More than 20,000 child refugees — the boys as well as girls who joined them — made the exodus, with Dau helping lead them through horrors that included crossing a crocodile-infested Gilo River and facing bombing raids and attacks by hostile tribes. In 1992, the survivors of that trek reached Kakuma Refugee Camp in Kenya. There, Dau recalled, he and many of the other children began their formal education. With help from camp volunteers and with the older boys taking turns teaching, the boys held class under trees, using their forefingers as "pencils" in the dirt ground.
 
Fortunately for him, Dau became one of some 4,000 Los Boys who received assistance to relocate to the United States. He and 140 others moved to Syracuse, N.Y., in 2001. There, while working 60 hours a week as a security guard, he completed his associate's degree at Onondaga Community College and started his B.A. in policy studies at Syracuse University's Maxwell School of Citizenship.

Dau's story and that of other Lost Boys of Sudan were depicted in the 2006 award-winning documentary, "God Grew Tired of Us," which portrays the boys' culture shock upon arriving in U.S. cities shortly before 9/11. Dau's reunion with his mother after 17 years is a climactic moment in the film. He has since moved his mother and sister to Syracuse from Sudan. In 2007, he published a memoir, also titled "God Grew Tired of Us."

A human rights activist for the people of South Sudan, Dau directs the John Dau Foundation and other initiatives which focus on health care and sustainable development for his homeland.
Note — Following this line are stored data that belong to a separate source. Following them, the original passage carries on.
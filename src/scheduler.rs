//! Frame scheduling: the tick state machine, the effect clock, and the
//! cancellation flag hosts use to stop the loop.
//!
//! The scheduler never sleeps or spins. Each tick ends by asking the host's
//! [`FramePacer`] for another vsync-aligned callback (winit
//! `request_redraw`, browser `requestAnimationFrame`); once stopped it stops
//! asking, and the loop winds down on its own.

use std::sync::atomic::{AtomicBool, Ordering};
use std::sync::Arc;

use crate::error::OrbitError;
use crate::options::{EffectOptions, TimeLaw};

/// Host hook that schedules the next tick.
pub trait FramePacer {
    /// Ask the host to call [`Pipeline::tick`](crate::Pipeline::tick) again
    /// at the next display refresh.
    fn request_frame(&mut self);
}

/// Lifecycle of a [`FrameScheduler`].
#[derive(Debug, Clone, Copy, PartialEq, Eq)]
pub enum SchedulerState {
    /// Constructed, not yet started.
    Idle,
    /// Ticking; each tick requests the next.
    Running,
    /// Stopped through a [`StopHandle`]; no further frames are requested.
    Stopped,
}

/// Shared cancellation flag. Cloneable and sendable so any owner (window
/// close handler, page unload listener, another thread) can stop the loop.
#[derive(Debug, Clone, Default)]
pub struct StopHandle(Arc<AtomicBool>);

impl StopHandle {
    /// Request the loop to stop at the top of the next tick.
    pub fn stop(&self) {
        self.0.store(true, Ordering::Release);
    }

    /// Whether [`stop`](Self::stop) has been called.
    #[must_use]
    pub fn is_stopped(&self) -> bool {
        self.0.load(Ordering::Acquire)
    }
}

/// Scalar effect time advanced by a fixed step per tick.
#[derive(Debug, Clone, Copy, PartialEq)]
pub struct EffectClock {
    time: f64,
    step: f64,
}

impl EffectClock {
    /// Clock at zero advancing by `step` per tick.
    #[must_use]
    pub fn new(step: f64) -> Self {
        Self { time: 0.0, step }
    }

    /// Advance by one step and return the new time.
    pub fn advance(&mut self) -> f64 {
        self.time += self.step;
        self.time
    }

    /// Current time.
    #[must_use]
    pub fn time(&self) -> f64 {
        self.time
    }

    /// Per-tick increment.
    #[must_use]
    pub fn step(&self) -> f64 {
        self.step
    }
}

/// What a call to [`Pipeline::tick`](crate::Pipeline::tick) did.
#[derive(Debug, Clone, Copy, PartialEq, Eq)]
pub enum TickOutcome {
    /// A frame was rendered and presented through this many passes.
    Rendered(usize),
    /// The frame could not be acquired; time still advanced and the next
    /// frame was requested.
    Dropped,
    /// The scheduler is not running; nothing happened.
    Halted,
}

/// Tick state machine owning the effect clock and the host's pacer.
pub struct FrameScheduler {
    state: SchedulerState,
    clock: EffectClock,
    law: TimeLaw,
    stop: StopHandle,
    pacer: Box<dyn FramePacer>,
    ticks: u64,
}

impl FrameScheduler {
    /// Idle scheduler configured from the effect options.
    #[must_use]
    pub fn new(pacer: Box<dyn FramePacer>, options: &EffectOptions) -> Self {
        Self {
            state: SchedulerState::Idle,
            clock: EffectClock::new(options.time_step),
            law: options.time_law,
            stop: StopHandle::default(),
            pacer,
            ticks: 0,
        }
    }

    /// Current lifecycle state.
    #[must_use]
    pub fn state(&self) -> SchedulerState {
        self.state
    }

    /// A handle that stops this scheduler.
    #[must_use]
    pub fn stop_handle(&self) -> StopHandle {
        self.stop.clone()
    }

    /// The effect clock.
    #[must_use]
    pub fn clock(&self) -> &EffectClock {
        &self.clock
    }

    /// Ticks that advanced the clock.
    #[must_use]
    pub fn ticks(&self) -> u64 {
        self.ticks
    }

    /// Move Idle -> Running and request the first frame.
    ///
    /// # Errors
    ///
    /// [`OrbitError::AlreadyStarted`] unless the scheduler is Idle.
    pub fn start(&mut self) -> Result<(), OrbitError> {
        if self.state != SchedulerState::Idle {
            return Err(OrbitError::AlreadyStarted);
        }
        if self.stop.is_stopped() {
            self.state = SchedulerState::Stopped;
            log::debug!("scheduler: stopped before start");
            return Ok(());
        }
        self.state = SchedulerState::Running;
        log::debug!("scheduler: started");
        self.pacer.request_frame();
        Ok(())
    }

    /// Top of a tick: honour the stop flag, then advance the clock.
    ///
    /// Returns the amount to add to the effect pass's time, or `None` if
    /// the scheduler is not running and the tick must do nothing.
    pub fn begin_tick(&mut self) -> Option<f64> {
        if self.stop.is_stopped() && self.state != SchedulerState::Stopped {
            log::info!("scheduler: stopped after {} ticks", self.ticks);
            self.state = SchedulerState::Stopped;
        }
        if self.state != SchedulerState::Running {
            return None;
        }
        let time = self.clock.advance();
        self.ticks += 1;
        Some(match self.law {
            TimeLaw::Compounding => time,
            TimeLaw::Linear => self.clock.step(),
        })
    }

    /// Bottom of a tick: request the next frame unless stopped meanwhile.
    pub fn finish_tick(&mut self) {
        if self.state == SchedulerState::Running && !self.stop.is_stopped() {
            self.pacer.request_frame();
        }
    }
}

#[cfg(test)]
pub(crate) mod tests {
    use std::cell::Cell;
    use std::rc::Rc;

    use super::*;

    /// Pacer counting how many frames were requested.
    #[derive(Default, Clone)]
    pub(crate) struct CountingPacer(pub Rc<Cell<u32>>);

    impl FramePacer for CountingPacer {
        fn request_frame(&mut self) {
            self.0.set(self.0.get() + 1);
        }
    }

    fn scheduler(law: TimeLaw) -> (FrameScheduler, Rc<Cell<u32>>) {
        let pacer = CountingPacer::default();
        let requests = Rc::clone(&pacer.0);
        let options = EffectOptions {
            time_law: law,
            ..EffectOptions::default()
        };
        (FrameScheduler::new(Box::new(pacer), &options), requests)
    }

    #[test]
    fn start_is_legal_once() {
        let (mut sched, requests) = scheduler(TimeLaw::Compounding);
        assert_eq!(sched.state(), SchedulerState::Idle);
        sched.start().unwrap();
        assert_eq!(sched.state(), SchedulerState::Running);
        assert_eq!(requests.get(), 1);
        assert!(matches!(sched.start(), Err(OrbitError::AlreadyStarted)));
        assert_eq!(requests.get(), 1);
    }

    #[test]
    fn idle_scheduler_does_not_tick() {
        let (mut sched, _) = scheduler(TimeLaw::Compounding);
        assert_eq!(sched.begin_tick(), None);
        assert_eq!(sched.clock().time(), 0.0);
    }

    #[test]
    fn clock_is_monotonic() {
        let (mut sched, requests) = scheduler(TimeLaw::Compounding);
        sched.start().unwrap();
        let mut last = sched.clock().time();
        for _ in 0..50 {
            let _ = sched.begin_tick().unwrap();
            sched.finish_tick();
            assert!(sched.clock().time() > last);
            last = sched.clock().time();
        }
        assert_eq!(sched.ticks(), 50);
        assert_eq!(requests.get(), 51);
    }

    #[test]
    fn compounding_law_yields_clock_time() {
        let (mut sched, _) = scheduler(TimeLaw::Compounding);
        sched.start().unwrap();
        let deltas: Vec<f64> = (0..3).filter_map(|_| sched.begin_tick()).collect();
        let expected = [0.05, 0.1, 0.15];
        for (d, e) in deltas.iter().zip(expected) {
            assert!((d - e).abs() < 1e-9);
        }
    }

    #[test]
    fn linear_law_yields_step() {
        let (mut sched, _) = scheduler(TimeLaw::Linear);
        sched.start().unwrap();
        for _ in 0..3 {
            let delta = sched.begin_tick().unwrap();
            assert!((delta - 0.05).abs() < 1e-9);
        }
    }

    #[test]
    fn stop_halts_ticks_and_requests() {
        let (mut sched, requests) = scheduler(TimeLaw::Compounding);
        sched.start().unwrap();
        let handle = sched.stop_handle();
        let _ = sched.begin_tick();
        handle.stop();
        sched.finish_tick();
        assert_eq!(requests.get(), 1);

        assert_eq!(sched.begin_tick(), None);
        assert_eq!(sched.state(), SchedulerState::Stopped);
        sched.finish_tick();
        assert_eq!(requests.get(), 1);
        assert_eq!(sched.ticks(), 1);
    }

    #[test]
    fn stop_before_start_never_requests() {
        let (mut sched, requests) = scheduler(TimeLaw::Compounding);
        sched.stop_handle().stop();
        sched.start().unwrap();
        assert_eq!(sched.state(), SchedulerState::Stopped);
        assert_eq!(requests.get(), 0);
    }

    #[test]
    fn stop_handle_crosses_threads() {
        let handle = StopHandle::default();
        let remote = handle.clone();
        std::thread::spawn(move || remote.stop()).join().unwrap();
        assert!(handle.is_stopped());
    }
}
A clinic established by the foundation in the South Sudan village of Duk Payuel has provided vaccinations, obstetrical care and other services to 57,000 people.

Speaking with his School of Law audience about the current political situation in Sudan, Dau noted that the culturally divided country has spent most of its 65-year postcolonial era in civil conflict. That may change in January 2011, when, following a timetable set out in the 2005 Comprehensive Peace Agreement, the people of Southern Sudan are scheduled to vote on whether to remain a part of Sudan or to declare independence. Southerners want to proceed with the referendum as scheduled, but the government in Khartoum is hoping to delay the vote, while trying to provide incentives for Southern Sudan to remain part of Sudan. Asked by an audience member whether the continuing conflict poses the prospect of new war, which many Southern Sudanese fear, Dau said, "It may be 50-50. I don't know what will happen."
 
Dau's latest efforts include establishing agricultural training and conflict resolution programs for Southern Sudanese, many of whom grew up in refugee camps. And he has sent thousands of books to Southern Sudan.
 
"I have a dream to build a library where people can come and study," he said. "I have seen the power of education."
 
Dau's life in America, which includes marriage to a Sudanese refugee with whom he has three children, has opened his eyes to a world that he and other Lost Boys could only once imagine. The hungry boys would tell each other stories, he recalled, about restaurants in America where lazy patrons could eat for free or press a button on the table to order chicken. While he doesn't find Americans to be lazy after all, Dau said, he does think that some Americans fail to appreciate the advantages they have.
 
Nor, perhaps, do Americans appreciate that even in times of difficulty, we can survive. As if to hearken back to his days as a leader of the Lost Boys of Sudan, Dau told his UCLA audience, "Whenever you are faced with a difficulty, never think that it is you alone. Other people have difficulty, too.
 
"But you know how people survive — they don't give up," Dau said. "Never give up."